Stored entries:
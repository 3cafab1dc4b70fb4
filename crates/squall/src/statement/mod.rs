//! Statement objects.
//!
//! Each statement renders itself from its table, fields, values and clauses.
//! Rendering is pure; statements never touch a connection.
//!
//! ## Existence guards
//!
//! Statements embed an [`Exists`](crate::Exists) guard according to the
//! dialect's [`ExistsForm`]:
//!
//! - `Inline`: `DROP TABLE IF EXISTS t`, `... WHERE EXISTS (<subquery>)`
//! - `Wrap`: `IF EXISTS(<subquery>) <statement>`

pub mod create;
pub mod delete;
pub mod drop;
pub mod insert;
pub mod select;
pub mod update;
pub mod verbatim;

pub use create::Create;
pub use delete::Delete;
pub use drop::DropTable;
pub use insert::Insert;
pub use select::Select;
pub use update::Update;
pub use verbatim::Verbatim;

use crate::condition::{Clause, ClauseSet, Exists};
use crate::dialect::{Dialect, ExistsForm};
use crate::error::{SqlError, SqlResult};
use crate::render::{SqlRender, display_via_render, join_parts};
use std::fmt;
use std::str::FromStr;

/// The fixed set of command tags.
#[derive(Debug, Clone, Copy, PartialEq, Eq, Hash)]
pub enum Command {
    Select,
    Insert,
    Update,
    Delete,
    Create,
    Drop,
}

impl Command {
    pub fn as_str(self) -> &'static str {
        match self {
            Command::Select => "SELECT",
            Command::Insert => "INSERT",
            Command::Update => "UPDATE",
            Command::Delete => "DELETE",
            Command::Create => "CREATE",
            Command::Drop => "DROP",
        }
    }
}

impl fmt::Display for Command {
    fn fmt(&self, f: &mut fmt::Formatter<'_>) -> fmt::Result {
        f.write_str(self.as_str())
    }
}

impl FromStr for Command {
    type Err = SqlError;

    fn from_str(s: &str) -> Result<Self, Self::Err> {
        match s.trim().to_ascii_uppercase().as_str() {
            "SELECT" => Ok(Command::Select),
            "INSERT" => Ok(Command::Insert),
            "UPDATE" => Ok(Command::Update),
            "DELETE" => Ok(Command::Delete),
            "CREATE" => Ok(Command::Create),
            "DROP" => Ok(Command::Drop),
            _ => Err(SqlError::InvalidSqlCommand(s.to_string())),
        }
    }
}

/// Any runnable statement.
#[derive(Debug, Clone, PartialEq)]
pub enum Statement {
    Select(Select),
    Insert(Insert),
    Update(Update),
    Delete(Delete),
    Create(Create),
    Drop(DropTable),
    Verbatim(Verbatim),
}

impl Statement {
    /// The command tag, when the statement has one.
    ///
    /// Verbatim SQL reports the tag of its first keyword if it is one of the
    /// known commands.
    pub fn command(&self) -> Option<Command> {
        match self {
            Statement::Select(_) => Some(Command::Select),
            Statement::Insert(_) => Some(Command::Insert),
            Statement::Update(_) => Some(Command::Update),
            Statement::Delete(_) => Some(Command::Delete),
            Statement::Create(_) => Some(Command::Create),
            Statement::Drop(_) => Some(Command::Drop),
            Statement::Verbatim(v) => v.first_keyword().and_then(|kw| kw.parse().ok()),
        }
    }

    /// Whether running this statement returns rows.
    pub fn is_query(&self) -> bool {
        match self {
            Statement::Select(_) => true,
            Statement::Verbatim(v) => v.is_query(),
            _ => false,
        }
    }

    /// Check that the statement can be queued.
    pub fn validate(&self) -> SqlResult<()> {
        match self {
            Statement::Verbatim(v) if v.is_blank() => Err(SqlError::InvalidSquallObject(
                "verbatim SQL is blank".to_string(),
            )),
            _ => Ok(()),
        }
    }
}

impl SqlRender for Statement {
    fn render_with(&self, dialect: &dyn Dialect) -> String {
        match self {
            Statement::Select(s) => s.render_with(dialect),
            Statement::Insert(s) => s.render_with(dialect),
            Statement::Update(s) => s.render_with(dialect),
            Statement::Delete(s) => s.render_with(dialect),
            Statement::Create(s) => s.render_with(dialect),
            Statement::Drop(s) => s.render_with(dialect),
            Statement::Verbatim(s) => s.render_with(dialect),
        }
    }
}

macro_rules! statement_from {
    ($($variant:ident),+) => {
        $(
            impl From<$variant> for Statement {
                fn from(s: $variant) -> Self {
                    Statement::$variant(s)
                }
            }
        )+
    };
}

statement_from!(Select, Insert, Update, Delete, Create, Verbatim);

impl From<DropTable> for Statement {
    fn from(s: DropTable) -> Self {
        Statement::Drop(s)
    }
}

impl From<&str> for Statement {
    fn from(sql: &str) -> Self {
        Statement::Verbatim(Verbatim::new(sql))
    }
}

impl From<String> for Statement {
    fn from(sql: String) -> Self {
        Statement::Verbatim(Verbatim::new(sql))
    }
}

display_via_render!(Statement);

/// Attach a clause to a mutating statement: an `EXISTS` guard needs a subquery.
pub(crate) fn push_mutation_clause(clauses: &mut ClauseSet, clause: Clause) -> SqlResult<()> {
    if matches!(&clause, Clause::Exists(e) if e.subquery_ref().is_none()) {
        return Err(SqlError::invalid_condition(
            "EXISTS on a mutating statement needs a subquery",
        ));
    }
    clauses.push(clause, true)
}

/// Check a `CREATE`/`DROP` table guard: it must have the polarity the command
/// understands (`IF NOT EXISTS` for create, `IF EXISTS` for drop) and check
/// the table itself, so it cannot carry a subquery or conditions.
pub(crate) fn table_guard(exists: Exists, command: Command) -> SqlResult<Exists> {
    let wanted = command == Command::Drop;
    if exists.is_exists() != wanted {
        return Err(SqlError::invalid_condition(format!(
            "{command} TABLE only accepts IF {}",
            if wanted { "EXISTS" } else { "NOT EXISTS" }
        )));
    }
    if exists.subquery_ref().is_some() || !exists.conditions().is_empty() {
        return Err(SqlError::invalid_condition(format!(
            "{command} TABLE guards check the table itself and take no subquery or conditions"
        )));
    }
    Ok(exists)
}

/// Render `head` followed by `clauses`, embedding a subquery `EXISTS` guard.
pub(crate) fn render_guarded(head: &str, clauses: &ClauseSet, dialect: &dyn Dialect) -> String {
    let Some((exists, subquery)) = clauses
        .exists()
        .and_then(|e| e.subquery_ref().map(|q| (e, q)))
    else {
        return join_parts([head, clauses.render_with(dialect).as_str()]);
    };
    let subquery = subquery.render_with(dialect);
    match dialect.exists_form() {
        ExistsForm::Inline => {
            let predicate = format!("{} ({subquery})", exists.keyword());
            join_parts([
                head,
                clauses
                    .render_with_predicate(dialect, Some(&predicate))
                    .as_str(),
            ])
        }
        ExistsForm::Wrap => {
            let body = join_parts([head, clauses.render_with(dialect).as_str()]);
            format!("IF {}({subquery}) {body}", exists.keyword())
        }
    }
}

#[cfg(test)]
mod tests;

==

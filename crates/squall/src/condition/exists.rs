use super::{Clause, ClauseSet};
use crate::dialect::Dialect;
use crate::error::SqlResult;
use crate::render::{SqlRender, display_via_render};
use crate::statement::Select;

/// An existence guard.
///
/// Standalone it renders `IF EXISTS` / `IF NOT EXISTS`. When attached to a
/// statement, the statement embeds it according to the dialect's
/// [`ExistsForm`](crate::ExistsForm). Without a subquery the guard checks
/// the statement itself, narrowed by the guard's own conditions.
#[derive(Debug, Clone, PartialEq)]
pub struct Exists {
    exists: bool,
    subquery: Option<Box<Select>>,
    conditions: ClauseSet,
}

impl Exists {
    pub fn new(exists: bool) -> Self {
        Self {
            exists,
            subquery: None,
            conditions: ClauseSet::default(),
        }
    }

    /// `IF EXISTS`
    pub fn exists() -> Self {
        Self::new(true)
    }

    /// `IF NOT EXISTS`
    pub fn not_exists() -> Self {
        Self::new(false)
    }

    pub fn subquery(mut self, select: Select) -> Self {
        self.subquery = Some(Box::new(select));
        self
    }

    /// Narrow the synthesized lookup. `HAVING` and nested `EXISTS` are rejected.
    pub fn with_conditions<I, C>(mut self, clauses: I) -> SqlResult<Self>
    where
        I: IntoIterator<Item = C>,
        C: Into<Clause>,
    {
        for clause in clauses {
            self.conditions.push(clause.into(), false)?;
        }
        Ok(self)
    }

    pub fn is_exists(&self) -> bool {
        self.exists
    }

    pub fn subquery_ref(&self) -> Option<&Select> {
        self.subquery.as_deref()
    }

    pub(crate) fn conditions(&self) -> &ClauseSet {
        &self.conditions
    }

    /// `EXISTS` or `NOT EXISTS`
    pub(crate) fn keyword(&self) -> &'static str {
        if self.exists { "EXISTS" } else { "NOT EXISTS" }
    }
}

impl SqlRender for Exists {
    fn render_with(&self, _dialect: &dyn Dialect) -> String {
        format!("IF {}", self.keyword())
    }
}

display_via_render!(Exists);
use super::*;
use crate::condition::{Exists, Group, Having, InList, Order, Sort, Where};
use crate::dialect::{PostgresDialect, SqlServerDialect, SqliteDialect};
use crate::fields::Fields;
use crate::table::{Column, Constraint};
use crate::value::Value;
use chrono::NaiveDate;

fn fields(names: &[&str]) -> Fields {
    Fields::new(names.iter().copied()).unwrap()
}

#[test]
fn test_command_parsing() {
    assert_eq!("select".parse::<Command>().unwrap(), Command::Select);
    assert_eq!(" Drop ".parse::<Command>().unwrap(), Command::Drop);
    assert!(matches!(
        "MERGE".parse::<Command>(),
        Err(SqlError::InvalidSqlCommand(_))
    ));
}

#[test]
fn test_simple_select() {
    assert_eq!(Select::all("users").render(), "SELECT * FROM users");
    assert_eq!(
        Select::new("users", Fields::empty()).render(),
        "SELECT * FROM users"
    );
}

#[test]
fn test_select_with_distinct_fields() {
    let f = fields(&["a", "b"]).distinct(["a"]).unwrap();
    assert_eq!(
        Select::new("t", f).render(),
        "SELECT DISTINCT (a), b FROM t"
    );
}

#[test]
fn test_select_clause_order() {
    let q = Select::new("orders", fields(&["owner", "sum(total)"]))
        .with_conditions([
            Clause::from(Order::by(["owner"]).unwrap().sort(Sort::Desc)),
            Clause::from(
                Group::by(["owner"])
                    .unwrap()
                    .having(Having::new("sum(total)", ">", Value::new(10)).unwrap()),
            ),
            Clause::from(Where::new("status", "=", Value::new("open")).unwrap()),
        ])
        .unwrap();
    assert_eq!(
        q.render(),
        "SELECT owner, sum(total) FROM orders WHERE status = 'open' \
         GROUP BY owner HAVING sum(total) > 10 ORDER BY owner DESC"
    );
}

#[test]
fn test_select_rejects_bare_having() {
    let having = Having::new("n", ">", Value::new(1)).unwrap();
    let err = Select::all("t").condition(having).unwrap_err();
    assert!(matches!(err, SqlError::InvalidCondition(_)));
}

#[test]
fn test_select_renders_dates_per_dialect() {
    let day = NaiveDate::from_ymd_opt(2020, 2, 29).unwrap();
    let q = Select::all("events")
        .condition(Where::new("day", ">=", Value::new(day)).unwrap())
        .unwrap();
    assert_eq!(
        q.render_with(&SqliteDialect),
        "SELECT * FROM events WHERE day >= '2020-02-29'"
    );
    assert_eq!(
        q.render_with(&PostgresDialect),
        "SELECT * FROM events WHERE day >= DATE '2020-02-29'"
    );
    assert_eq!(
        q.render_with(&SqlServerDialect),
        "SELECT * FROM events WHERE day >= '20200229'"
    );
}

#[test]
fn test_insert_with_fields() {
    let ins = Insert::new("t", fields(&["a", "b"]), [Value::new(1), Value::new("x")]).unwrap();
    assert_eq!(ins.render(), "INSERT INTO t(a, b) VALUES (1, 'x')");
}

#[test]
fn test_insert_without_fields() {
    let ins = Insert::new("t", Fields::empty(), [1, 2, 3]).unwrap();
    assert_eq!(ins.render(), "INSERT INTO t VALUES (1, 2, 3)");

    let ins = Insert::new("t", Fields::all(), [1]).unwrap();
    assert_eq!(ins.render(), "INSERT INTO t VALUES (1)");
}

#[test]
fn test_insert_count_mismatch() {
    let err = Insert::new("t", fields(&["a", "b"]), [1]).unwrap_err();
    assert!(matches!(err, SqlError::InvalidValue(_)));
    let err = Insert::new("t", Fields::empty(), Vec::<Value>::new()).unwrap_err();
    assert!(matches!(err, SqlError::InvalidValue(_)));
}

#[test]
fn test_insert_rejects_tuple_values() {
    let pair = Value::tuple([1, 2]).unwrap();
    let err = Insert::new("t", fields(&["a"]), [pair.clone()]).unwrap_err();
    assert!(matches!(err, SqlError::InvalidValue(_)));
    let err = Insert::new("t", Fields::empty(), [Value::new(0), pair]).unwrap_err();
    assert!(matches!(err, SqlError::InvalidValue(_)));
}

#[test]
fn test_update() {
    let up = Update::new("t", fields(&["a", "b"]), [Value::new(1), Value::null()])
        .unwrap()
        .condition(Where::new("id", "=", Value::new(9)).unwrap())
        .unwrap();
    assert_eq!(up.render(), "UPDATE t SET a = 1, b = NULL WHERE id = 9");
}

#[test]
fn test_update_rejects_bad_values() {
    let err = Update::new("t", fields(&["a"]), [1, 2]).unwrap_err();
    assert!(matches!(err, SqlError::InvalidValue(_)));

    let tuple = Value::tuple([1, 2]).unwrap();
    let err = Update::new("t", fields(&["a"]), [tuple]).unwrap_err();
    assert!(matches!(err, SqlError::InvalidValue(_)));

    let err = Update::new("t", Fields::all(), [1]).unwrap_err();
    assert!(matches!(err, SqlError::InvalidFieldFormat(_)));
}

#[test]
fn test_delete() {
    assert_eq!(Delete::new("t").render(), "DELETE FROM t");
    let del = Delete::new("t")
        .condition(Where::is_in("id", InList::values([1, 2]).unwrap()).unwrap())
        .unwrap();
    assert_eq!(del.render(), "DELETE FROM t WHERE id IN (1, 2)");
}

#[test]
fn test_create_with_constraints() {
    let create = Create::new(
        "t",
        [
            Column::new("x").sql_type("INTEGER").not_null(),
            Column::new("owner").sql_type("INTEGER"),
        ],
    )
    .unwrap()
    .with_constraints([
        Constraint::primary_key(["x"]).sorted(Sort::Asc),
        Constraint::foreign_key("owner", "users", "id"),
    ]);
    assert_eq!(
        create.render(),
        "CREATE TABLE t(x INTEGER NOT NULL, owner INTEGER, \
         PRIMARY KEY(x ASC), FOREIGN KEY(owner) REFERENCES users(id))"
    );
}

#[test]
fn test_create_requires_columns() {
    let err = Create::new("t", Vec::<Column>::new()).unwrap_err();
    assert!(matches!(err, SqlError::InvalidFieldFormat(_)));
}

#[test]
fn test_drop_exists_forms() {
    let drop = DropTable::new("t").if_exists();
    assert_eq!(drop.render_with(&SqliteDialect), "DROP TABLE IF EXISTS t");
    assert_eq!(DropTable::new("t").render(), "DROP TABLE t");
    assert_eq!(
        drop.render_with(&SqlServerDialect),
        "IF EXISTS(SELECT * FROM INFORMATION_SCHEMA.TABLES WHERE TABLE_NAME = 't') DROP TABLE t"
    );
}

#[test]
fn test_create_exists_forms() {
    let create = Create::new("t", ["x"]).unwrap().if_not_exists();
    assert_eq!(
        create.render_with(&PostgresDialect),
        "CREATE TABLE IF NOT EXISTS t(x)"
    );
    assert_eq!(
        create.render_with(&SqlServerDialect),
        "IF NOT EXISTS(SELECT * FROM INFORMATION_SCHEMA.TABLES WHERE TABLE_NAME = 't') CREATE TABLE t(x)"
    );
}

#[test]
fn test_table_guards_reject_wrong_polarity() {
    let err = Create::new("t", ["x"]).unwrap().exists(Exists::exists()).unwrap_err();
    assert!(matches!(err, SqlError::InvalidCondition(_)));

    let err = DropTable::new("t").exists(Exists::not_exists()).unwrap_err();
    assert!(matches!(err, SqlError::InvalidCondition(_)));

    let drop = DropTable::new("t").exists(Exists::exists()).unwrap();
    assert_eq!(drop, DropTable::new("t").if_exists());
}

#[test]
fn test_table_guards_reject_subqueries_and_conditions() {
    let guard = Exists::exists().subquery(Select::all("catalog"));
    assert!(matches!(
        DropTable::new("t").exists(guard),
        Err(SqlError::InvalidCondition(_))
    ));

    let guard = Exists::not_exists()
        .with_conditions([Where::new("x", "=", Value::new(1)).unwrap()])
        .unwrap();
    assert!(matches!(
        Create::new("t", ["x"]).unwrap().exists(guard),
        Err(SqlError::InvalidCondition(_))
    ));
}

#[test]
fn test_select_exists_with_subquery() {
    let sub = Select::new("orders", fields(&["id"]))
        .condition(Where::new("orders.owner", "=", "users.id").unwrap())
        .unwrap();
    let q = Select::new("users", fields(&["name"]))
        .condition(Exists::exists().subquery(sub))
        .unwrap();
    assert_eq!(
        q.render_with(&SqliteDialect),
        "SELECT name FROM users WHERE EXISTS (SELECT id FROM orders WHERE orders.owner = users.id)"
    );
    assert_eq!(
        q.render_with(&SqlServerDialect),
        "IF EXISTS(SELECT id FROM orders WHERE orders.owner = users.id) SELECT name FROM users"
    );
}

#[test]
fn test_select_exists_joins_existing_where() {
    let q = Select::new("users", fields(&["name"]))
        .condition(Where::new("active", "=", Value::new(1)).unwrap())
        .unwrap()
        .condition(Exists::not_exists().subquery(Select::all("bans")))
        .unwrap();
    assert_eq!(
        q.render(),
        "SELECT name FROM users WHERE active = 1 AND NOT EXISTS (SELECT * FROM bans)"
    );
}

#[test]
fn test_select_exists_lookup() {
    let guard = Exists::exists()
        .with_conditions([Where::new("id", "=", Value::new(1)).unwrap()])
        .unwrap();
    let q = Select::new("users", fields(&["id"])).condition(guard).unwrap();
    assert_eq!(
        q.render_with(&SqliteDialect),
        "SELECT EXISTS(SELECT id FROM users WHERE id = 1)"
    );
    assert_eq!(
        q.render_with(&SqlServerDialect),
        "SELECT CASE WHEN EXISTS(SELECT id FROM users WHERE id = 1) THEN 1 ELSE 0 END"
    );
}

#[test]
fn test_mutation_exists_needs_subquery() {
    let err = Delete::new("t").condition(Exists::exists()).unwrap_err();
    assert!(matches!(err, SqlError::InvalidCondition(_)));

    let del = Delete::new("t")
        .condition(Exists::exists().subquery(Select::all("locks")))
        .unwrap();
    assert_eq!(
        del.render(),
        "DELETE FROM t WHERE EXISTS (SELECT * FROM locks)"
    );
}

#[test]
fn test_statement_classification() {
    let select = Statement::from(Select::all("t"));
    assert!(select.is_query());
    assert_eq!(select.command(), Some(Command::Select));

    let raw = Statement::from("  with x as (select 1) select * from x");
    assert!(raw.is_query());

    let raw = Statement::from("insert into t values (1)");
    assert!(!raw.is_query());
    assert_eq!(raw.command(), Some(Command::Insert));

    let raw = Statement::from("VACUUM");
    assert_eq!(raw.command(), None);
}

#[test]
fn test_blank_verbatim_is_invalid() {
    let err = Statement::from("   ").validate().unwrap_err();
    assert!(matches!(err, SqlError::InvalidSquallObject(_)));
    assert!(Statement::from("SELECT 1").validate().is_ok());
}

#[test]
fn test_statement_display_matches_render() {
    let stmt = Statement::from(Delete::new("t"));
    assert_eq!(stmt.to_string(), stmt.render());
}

--

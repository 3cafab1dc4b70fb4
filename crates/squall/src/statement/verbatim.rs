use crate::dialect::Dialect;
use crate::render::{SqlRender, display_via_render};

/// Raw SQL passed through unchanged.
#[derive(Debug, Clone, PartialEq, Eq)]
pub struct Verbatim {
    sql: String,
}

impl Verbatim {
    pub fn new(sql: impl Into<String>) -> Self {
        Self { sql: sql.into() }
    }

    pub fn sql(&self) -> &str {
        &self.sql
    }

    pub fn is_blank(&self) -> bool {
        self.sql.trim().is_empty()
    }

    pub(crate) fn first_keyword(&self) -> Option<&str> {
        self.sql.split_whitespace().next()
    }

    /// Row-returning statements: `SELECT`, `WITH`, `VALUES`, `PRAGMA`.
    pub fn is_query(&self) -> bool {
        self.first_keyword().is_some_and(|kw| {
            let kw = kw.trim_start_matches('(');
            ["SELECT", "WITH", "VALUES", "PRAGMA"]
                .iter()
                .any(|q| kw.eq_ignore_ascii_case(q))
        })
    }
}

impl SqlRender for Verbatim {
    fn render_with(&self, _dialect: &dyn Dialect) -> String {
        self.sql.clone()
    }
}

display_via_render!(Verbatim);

§ TASK OBJECTIVE
Across the entries above, how many lines include "wanted"? State only that number.

§ SOLUTION TO THIS EXERCISE
3